Our Cut Costs & Grow Stronger approach is pretty simple and deeply rooted in capabilities-driven strategy. Companies that know what their differentiating capabilities are and what is truly critical for success also know which areas of the business are less important. These are the areas in which to focus cost cutting: Look at what is the bare minimum expense to keep the business going in the “lights-on” areas; determine your “table stakes” capabilities that anyone in the industry needs, and work toward making them the most cost-efficient; and be very critical about all other expenses as they may not be required at all.

By cutting costs in these non-differentiating areas and redirecting spend to further strengthen your differentiating capabilities, you will become even stronger in those areas that truly matter and realize the coherence premium.

Morris: Of all the organizational changes, informal practices, and talent-related approaches that can enable a company to bring a capabilities-driven strategy to fruition, which are most important? Why?

Leinwand:  We believe that a capable company must have its organization and culture clearly lined up with the strategy, and in fact, as discussed earlier, a company’s culture should be an important lens in making strategic choices. We also believe that there are four pairs of elements that determine an organization’s DNA (Decisions & Norms, Motivators & Commitments, Information & Mindsets, Structure & Networks). These all need to be considered when aligning the organization to the strategy.

Morris: What are the defining characteristics of a “capable leader”?

Mainardi: A capable leader is one who helps his or her company develop and sustain a capabilities-driven strategy. As we’ve said, the transformation of a company into a capable one is a difficult journey that can’t be mastered without having the right leadership in place.

Capable leaders need to make choices – choices about what is core versus what is a distraction, choices about what to invest in versus what to keep at a lights-on level, and so on – and ensure the organization executes accordingly. They also need to give people further down in the organization a framework so they can make their own decisions in line with the company’s direction.

Capable leaders need to be clear in their communications. They are neither confused nor confusing. They say “no” clearly to incoherent requests, and say “yes” even more clearly when they remind the organization about what the destination looks like and what is the value of getting there.

There’s a huge benefit that CEOs and leaders describe having gone this journey. Once the organization understands how the company creates value  and knows what its capabilities system is, decisions actually become much easier and more directed. Great ideas are focused around the company’s purpose, and the tension over incoherence and conflicting priorities reduces greatly.

Leinwand: One of our models of coherent leadership is former Procter & Gamble CEO A.G. Lafley, who is credited with driving P&G’s remarkable performance comeback in the 2000s. “Most importantly,” he told the Academy of Management in his speech when he accepted the 2007 Executive of the Year Award, “we’ve built discipline into the rhythm of the business…. It’s human nature to want to avoid choices. But strategy is all about choices. And making and sticking with those choices is the responsibility of leadership.”

Morris: Please share your thoughts about what you characterize as the “most powerful legacy” in business?
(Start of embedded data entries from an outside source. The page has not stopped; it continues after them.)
//! Configuration Error Types
//!
//! This module provides structured errors using `exn` for automatic location
//! tracking and error tree construction.

use derive_more::{Display, Error};
use std::path::PathBuf;

/// A configuration error with automatic location tracking.
pub type Error = exn::Exn<ErrorKind>;
/// Result type alias for configuration operations.
pub type Result<T> = std::result::Result<T, Error>;

/// Actionable error categories.
///
/// These describe what the caller should *do*, not what went wrong internally.
#[derive(Debug, Display, Error, Clone, PartialEq, Eq)]
pub enum ErrorKind {
    /// An explicitly requested configuration file does not exist.
    #[display("configuration file not found: {}", _0.display())]
    NotFound(#[error(not(source))] PathBuf),
    /// A source could not be read or parsed, or a value has the wrong type.
    #[display("invalid configuration")]
    Invalid,
    /// A value parsed but is out of range.
    #[display("invalid configuration value for '{_0}'")]
    Validation(#[error(not(source))] &'static str),
}

impl ErrorKind {
    /// Returns `true` if retrying might succeed.
    pub fn is_retryable(&self) -> bool {
        // Configuration doesn't change between retries.
        false
    }
}
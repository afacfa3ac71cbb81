//! Extraction of listings and series pages from rendered catalog HTML.

mod number;

pub use self::number::{episode_hint, first_number};
use crate::consts;
use crate::models::{Candidate, EpisodeLink, SeriesPage};
use scraper::{ElementRef, Html, Selector};
use tracing::instrument;
use url::Url;

/// Collects the text content of an element with whitespace collapsed.
fn text(element: ElementRef<'_>) -> String {
    element.text().flat_map(str::split_whitespace).collect::<Vec<_>>().join(" ")
}

#[derive(Debug)]
pub struct Extractor {
    document: Html,
    base: Url,
}
impl Extractor {
    /// Relative links found in the document are resolved against `base`.
    pub fn from_document(document: Html, base: Url) -> Self {
        Self { document, base }
    }

    pub fn from_html(html: &str, base: &Url) -> Self {
        Self::from_document(Html::parse_document(html), base.clone())
    }

    /// Cards of the "latest updates" listing, in page order.
    ///
    /// At most [`MAX_CANDIDATES`](crate::MAX_CANDIDATES) cards are examined.
    /// Cards without a title or a link are skipped.
    #[instrument(level = "debug", skip_all, fields(base = %self.base))]
    pub fn latest_updates(&self) -> Vec<Candidate> {
        let cards: Vec<_> = self.document.select(&consts::CARD_SELECTOR).collect();
        tracing::debug!(cards = cards.len(), "Found cards in the latest updates listing");
        cards
            .into_iter()
            .take(consts::MAX_CANDIDATES)
            .filter_map(|card| self.candidate(card))
            .collect()
    }

    fn candidate(&self, card: ElementRef<'_>) -> Option<Candidate> {
        let title = card.select(&consts::CARD_TITLE_SELECTOR).next().map(text).filter(|t| !t.is_empty());
        let href = card.select(&consts::CARD_LINK_SELECTOR).next().and_then(|a| a.value().attr("href"));
        let (Some(title), Some(href)) = (title, href) else {
            tracing::trace!("Skipping card without a title or link");
            return None;
        };
        let url = self.resolve(href)?;
        let episode_text = Self::first_text(card, &consts::CARD_EPISODE_SELECTOR);
        Some(Candidate {
            title,
            url,
            episode_hint: episode_hint(&episode_text),
            episode_text,
        })
    }

    /// Title, description and episode links of a series page.
    ///
    /// Links are sorted by episode number; links without a number are kept
    /// (after the numbered ones) so callers can decide what to do with them.
    #[instrument(level = "debug", skip_all, fields(base = %self.base))]
    pub fn series_page(&self) -> SeriesPage {
        let root = self.document.root_element();
        let mut episodes: Vec<_> = self
            .document
            .select(&consts::EPISODE_LINK_SELECTOR)
            .filter_map(|link| {
                let url = self.resolve(link.value().attr("href")?)?;
                let label = text(link);
                Some(EpisodeLink { number: first_number(&label), url, label })
            })
            .collect();
        episodes.sort_by_key(|episode| (episode.number.is_none(), episode.number));
        SeriesPage {
            title: Self::first_text(root, &consts::SERIES_TITLE_SELECTOR),
            original_title: Self::first_text(root, &consts::SERIES_ORIGINAL_TITLE_SELECTOR),
            description: Self::first_text(root, &consts::SERIES_DESCRIPTION_SELECTOR),
            episodes,
        }
    }

    fn first_text(scope: ElementRef<'_>, selector: &Selector) -> String {
        scope.select(selector).next().map(text).unwrap_or_default()
    }

    fn resolve(&self, href: &str) -> Option<String> {
        match self.base.join(href) {
            Ok(url) => Some(url.into()),
            Err(error) => {
                tracing::debug!(href, %error, "Skipping unresolvable link");
                None
            },
        }
    }
}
Leinwand: There are many forms of great legacies – but none greater in our view than empowering an organization to create meaningful value for a long period of time. That value is often described in financial terms, but a capable company also performs an important role in society at large. The simple idea of a “way to play” is really the value that is created for the world, and is fundamental to why that company exists. Employees understand what they individually and collectively are contributing and human capital is critical in every winning capability that we know. The empowerment, energy, and enthusiasm that great legacies leave behind is clear when you see it, and unfortunately far too rare in today’s business environment.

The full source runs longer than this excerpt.